GOAL OF THE EXERCISE
Search each line below for the word "contains" and list those that contain it.

(Collection entries)
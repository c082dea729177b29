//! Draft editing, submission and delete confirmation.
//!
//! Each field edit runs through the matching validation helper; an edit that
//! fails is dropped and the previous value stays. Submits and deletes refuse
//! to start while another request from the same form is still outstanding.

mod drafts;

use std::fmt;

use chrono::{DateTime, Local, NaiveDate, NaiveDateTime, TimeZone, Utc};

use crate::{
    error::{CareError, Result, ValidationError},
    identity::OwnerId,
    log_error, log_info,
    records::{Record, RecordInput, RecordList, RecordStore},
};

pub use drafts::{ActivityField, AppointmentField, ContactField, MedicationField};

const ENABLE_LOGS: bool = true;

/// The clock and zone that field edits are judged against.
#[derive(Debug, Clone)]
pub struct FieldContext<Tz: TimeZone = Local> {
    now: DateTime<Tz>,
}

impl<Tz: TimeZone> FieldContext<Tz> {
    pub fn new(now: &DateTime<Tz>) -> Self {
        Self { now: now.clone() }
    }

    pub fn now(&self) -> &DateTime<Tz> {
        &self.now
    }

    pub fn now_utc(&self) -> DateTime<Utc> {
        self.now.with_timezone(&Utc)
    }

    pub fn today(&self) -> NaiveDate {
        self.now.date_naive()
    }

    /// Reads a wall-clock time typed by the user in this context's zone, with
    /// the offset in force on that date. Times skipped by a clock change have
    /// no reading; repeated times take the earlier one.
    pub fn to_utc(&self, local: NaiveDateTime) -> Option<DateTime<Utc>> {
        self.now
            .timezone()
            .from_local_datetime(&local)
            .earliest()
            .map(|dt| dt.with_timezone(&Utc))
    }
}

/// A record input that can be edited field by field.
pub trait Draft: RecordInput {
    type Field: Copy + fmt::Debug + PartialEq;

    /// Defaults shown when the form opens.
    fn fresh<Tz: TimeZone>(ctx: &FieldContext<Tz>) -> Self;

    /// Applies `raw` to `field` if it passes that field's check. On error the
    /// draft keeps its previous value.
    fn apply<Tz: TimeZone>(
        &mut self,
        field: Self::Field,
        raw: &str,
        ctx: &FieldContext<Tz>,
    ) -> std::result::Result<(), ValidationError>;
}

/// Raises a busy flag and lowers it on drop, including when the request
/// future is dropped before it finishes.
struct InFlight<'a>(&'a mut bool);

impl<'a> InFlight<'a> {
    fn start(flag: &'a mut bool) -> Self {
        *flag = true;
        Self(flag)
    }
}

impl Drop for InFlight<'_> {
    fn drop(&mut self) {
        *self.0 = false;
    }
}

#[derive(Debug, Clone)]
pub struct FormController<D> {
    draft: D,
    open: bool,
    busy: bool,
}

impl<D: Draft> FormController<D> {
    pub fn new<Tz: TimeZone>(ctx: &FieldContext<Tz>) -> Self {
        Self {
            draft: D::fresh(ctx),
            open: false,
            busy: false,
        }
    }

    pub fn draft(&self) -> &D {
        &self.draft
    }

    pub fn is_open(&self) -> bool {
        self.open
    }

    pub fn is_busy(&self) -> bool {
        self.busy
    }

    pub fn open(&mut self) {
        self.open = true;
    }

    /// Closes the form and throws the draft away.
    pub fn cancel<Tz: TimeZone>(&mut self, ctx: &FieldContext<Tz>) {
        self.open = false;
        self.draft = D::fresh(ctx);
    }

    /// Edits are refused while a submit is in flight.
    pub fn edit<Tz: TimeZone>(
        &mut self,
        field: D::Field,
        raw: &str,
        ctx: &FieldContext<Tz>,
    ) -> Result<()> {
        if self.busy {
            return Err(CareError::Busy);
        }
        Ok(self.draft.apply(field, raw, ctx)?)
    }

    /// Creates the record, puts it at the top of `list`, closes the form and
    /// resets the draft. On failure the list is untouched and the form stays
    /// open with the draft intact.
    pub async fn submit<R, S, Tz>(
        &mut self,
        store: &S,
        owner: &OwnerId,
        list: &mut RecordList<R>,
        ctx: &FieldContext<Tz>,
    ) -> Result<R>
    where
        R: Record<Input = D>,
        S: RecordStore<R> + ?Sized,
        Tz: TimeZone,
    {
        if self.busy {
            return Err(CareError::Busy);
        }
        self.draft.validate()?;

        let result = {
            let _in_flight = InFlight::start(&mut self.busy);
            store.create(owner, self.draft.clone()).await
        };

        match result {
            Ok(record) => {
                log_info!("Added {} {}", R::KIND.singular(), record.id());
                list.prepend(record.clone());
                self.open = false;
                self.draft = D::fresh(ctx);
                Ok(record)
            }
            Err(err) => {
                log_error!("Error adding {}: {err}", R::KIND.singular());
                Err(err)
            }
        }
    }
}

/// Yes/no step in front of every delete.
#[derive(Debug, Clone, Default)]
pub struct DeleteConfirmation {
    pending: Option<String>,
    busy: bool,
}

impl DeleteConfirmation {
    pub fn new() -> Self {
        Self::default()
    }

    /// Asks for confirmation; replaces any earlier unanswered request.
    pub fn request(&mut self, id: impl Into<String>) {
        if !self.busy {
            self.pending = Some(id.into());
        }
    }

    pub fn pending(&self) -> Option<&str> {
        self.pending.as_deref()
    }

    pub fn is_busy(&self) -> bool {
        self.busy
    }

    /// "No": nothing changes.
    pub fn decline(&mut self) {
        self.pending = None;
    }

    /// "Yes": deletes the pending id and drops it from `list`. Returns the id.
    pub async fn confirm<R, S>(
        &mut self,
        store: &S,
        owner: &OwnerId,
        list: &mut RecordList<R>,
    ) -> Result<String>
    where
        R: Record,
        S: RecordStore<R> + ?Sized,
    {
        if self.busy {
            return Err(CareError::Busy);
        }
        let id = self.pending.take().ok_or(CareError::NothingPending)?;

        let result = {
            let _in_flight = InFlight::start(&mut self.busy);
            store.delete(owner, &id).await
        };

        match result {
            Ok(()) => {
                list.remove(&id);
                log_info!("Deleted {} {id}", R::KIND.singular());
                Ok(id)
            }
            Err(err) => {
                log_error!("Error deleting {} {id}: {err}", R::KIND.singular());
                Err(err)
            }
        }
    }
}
---
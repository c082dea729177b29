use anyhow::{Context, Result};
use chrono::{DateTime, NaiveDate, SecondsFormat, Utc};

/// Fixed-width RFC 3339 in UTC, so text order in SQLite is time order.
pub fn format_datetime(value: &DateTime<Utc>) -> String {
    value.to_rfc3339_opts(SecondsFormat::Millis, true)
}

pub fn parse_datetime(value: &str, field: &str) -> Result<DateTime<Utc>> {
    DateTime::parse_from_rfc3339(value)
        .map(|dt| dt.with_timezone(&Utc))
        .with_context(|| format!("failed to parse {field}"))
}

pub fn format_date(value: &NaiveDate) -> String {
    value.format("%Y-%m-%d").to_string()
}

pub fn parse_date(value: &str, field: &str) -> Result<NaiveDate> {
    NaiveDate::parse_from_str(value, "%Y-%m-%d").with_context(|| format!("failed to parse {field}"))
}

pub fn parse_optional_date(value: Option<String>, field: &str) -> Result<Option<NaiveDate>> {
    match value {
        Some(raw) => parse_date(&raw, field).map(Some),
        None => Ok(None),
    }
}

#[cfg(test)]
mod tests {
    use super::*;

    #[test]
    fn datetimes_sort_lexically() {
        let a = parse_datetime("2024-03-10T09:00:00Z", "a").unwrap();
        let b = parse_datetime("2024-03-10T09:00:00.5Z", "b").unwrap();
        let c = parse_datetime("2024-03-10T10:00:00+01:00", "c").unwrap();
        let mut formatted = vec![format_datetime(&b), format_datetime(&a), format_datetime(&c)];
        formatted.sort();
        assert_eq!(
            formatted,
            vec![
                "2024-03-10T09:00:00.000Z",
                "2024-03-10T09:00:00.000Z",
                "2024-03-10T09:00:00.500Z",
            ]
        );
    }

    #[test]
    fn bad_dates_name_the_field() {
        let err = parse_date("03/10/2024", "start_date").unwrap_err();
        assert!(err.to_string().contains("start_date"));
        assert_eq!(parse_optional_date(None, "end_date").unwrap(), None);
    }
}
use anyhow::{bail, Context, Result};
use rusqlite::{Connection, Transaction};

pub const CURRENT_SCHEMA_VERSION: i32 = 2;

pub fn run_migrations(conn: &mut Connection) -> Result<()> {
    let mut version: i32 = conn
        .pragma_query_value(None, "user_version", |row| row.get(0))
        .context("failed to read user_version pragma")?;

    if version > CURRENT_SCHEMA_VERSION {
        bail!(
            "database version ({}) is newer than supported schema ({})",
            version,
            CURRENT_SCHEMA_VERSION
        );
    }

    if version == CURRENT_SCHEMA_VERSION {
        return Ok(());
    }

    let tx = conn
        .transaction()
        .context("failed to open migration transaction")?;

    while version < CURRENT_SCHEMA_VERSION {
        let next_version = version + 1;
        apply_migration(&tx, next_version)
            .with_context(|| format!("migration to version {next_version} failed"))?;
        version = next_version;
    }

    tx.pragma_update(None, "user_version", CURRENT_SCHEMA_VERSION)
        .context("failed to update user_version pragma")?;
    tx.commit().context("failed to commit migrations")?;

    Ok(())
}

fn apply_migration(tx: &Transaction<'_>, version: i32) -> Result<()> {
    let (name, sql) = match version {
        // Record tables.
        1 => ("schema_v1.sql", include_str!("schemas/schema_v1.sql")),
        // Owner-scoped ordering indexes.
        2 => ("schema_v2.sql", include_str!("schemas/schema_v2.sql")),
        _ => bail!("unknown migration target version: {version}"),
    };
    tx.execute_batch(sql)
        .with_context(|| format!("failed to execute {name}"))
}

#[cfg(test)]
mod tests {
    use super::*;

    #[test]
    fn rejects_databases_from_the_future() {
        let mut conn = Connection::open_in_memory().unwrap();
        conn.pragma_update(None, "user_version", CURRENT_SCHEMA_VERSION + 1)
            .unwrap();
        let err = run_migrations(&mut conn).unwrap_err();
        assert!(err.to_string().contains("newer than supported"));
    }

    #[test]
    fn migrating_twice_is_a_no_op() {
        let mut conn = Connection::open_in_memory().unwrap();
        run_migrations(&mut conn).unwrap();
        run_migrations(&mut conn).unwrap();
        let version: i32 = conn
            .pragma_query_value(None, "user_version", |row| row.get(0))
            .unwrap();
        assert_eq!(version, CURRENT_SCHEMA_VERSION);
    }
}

OUTPUT FOR THIS TASK
        assert!(err.to_string().contains("start_date"));
        assert!(err.to_string().contains("newer than supported"));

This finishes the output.